This simple shift in measurement point can dramatically improve regulation accuracy, especially in systems with long cables, high currents, or sensitive loads. Many benchtop and lab-grade power supplies now include this feature, often with a front-panel or software-selectable option to toggle between local and remote sense. When testing precision circuits or powering remote loads, enabling remote sense can make all the difference.

Figure 1 Simplified schematic illustrates a remote-sense setup with external output and sense wires. Source: Author

As a sidenote on what local sense really does, it seems many benchtop power supplies now include a simple switch—or sometimes local-sense jumpers—to select between local and remote sense. In local-sense mode, the supply regulates using the voltage at its own output terminals.

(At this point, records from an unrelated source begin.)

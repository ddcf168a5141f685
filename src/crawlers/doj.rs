//! Site-specific crawler for the justice.gov Epstein library.
//!
//! Walks the landing page and its `/epstein/...` subpages, collecting
//! anchor tags that point at document files. Each descriptor carries the
//! heading of the section it appeared under; the exclusion policy is the
//! rule list passed in, evaluated per candidate.

use std::collections::HashSet;

use regex::Regex;
use scraper::{ElementRef, Html, Selector};
use url::Url;

use super::{allowed_extension, CrawlOutcome, ExcludeRule, FileDescriptor, HttpClient};
use crate::error::Result;

/// Crawler for the justice.gov Epstein page.
pub struct DojCrawler<'a> {
    client: &'a HttpClient,
    root_url: String,
    rules: Vec<ExcludeRule>,
}

impl<'a> DojCrawler<'a> {
    pub fn new(client: &'a HttpClient, root_url: &str, rules: Vec<ExcludeRule>) -> Self {
        Self {
            client,
            root_url: root_url.trim_end_matches('/').to_string(),
            rules,
        }
    }

    /// Discover all document links, including excluded ones (for
    /// preview); callers filter on `exclude_reason` before fetching.
    pub async fn discover(&self) -> Result<CrawlOutcome> {
        let mut outcome = CrawlOutcome::default();

        let root_html = match self.client.get_text(&self.root_url, None).await {
            Ok(html) => html,
            Err(e) => {
                outcome.errors.push(format!("{}: {e}", self.root_url));
                return Ok(outcome);
            }
        };

        let pages = subpages_from_landing(&root_html, &self.root_url);
        let mut seen: HashSet<String> = HashSet::new();

        for (page_url, page_label) in pages {
            let html = if page_url == self.root_url {
                root_html.clone()
            } else {
                match self.client.get_text(&page_url, None).await {
                    Ok(html) => html,
                    Err(e) => {
                        outcome.errors.push(format!("{page_url}: {e}"));
                        continue;
                    }
                }
            };

            let found =
                extract_descriptors(&html, &page_url, &page_label, &self.rules, &mut seen);
            outcome.descriptors.extend(found);
        }

        let excluded = outcome.descriptors.iter().filter(|d| d.is_excluded()).count();
        tracing::info!(
            "DOJ crawl discovered {} files ({} excluded)",
            outcome.descriptors.len(),
            excluded
        );
        Ok(outcome)
    }
}

/// Collect the landing page plus `/epstein/...` subpages it links to,
/// labeled from the path slug, de-duplicated in order.
fn subpages_from_landing(html: &str, root_url: &str) -> Vec<(String, String)> {
    let mut pages: Vec<(String, String)> = vec![(root_url.to_string(), "Epstein Library".into())];

    let document = Html::parse_document(html);
    let anchor = Selector::parse("a[href]").expect("static selector");

    for element in document.select(&anchor) {
        let href = element.value().attr("href").unwrap_or("").trim();
        if !href.starts_with("/epstein/") {
            continue;
        }
        let Some(full) = resolve_url(root_url, href) else {
            continue;
        };
        let slug = href.trim_start_matches("/epstein/").trim_matches('/');
        if slug.is_empty() {
            continue;
        }
        let label = slug
            .replace('-', " ")
            .split_whitespace()
            .map(capitalize)
            .collect::<Vec<_>>()
            .join(" ");
        pages.push((full, label));
    }

    let mut seen = HashSet::new();
    pages.retain(|(url, _)| seen.insert(url.clone()));
    pages
}

/// Pull document descriptors out of one page's HTML.
///
/// Anchors inside recognizable section containers get that section's
/// heading as their label; a second whole-page pass catches links the
/// markup does not wrap consistently.
fn extract_descriptors(
    html: &str,
    page_url: &str,
    page_label: &str,
    rules: &[ExcludeRule],
    seen: &mut HashSet<String>,
) -> Vec<FileDescriptor> {
    let document = Html::parse_document(html);
    let container = Selector::parse("div, section, article").expect("static selector");
    let heading = Selector::parse("h1, h2, h3, h4, h5").expect("static selector");
    let anchor = Selector::parse("a[href]").expect("static selector");
    let section_class =
        Regex::new(r"(?i)(content|document|file|download|view|field|block)").expect("static regex");

    let mut out = Vec::new();

    let mut maybe_add = |href: &str, link_text: &str, section: &str, out: &mut Vec<FileDescriptor>| {
        if href.is_empty() {
            return;
        }
        let Some(full_url) = resolve_url(page_url, href) else {
            return;
        };
        let filename = url_filename(&full_url);
        if !allowed_extension(&filename) {
            return;
        }
        if !seen.insert(full_url.clone()) {
            return;
        }

        let exclude_reason = rules
            .iter()
            .find(|r| r.matches(section, link_text, href))
            .map(|r| r.reason.clone());

        let hint = filename.rsplit_once('.').map(|(_, ext)| ext.to_lowercase());
        out.push(FileDescriptor {
            url: full_url,
            filename,
            content_type_hint: hint,
            section_label: section.to_string(),
            exclude_reason,
        });
    };

    for section_el in document.select(&container) {
        if !element_has_class(&section_el, &section_class) {
            continue;
        }
        let subsection = section_el
            .select(&heading)
            .next()
            .map(|h| h.text().collect::<String>().trim().to_string())
            .unwrap_or_default();
        let section_label = if subsection.is_empty() {
            page_label.to_string()
        } else {
            format!("{page_label} - {subsection}")
        };

        for a in section_el.select(&anchor) {
            let href = a.value().attr("href").unwrap_or("");
            let link_text = a.text().collect::<String>().trim().to_string();
            maybe_add(href, &link_text, &section_label, &mut out);
        }
    }

    // Pages without consistent section markup still expose direct links.
    for a in document.select(&anchor) {
        let href = a.value().attr("href").unwrap_or("");
        let link_text = a.text().collect::<String>().trim().to_string();
        maybe_add(href, &link_text, page_label, &mut out);
    }

    out
}

fn element_has_class(element: &ElementRef, pattern: &Regex) -> bool {
    element.value().classes().any(|c| pattern.is_match(c))
}

fn capitalize(word: &str) -> String {
    let mut chars = word.chars();
    match chars.next() {
        Some(first) => first.to_uppercase().collect::<String>() + chars.as_str(),
        None => String::new(),
    }
}

fn resolve_url(base: &str, href: &str) -> Option<String> {
    if href.starts_with("http://") || href.starts_with("https://") {
        return Some(href.to_string());
    }
    Url::parse(base).and_then(|b| b.join(href)).map(|u| u.to_string()).ok()
}

fn url_filename(url: &str) -> String {
    Url::parse(url)
        .ok()
        .map(|u| u.path().rsplit('/').next().unwrap_or("").to_string())
        .unwrap_or_default()
}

Switching to remote sense hands regulation to the separate sense leads, allowing the supply to track the voltage at the load instead. This selectable mechanism lets you match the regulation method to the setup—local sense for short leads and quick tests and remote sense when wiring losses matter.

Figure 2 Wiring diagram shows a power supply with local-sense jumpers installed. Source: Author

Put simply, for a local-sense configuration, you install the local-sense jumpers so that the Sense + and Sense – terminals are tied directly to the corresponding + and – output terminals on the power supply’s output connector. For a remote-sense configuration, all local sense jumpers are removed, and the Sense + and Sense – terminals are routed externally to the matching + and – points at the load or device under test (DUT).

Note at this point that power supplies with a local/remote sense selector switch don’t require separate local sense jumpers. That is, power supplies equipped with a physical or electronic local/remote sense switch (or a digital configuration setting) utilize internal circuitry to bridge the sense lines to the output terminals. This eliminates the need for the external metal jumpers or wire loops typically found on the barrier strips of older or simpler power supplies.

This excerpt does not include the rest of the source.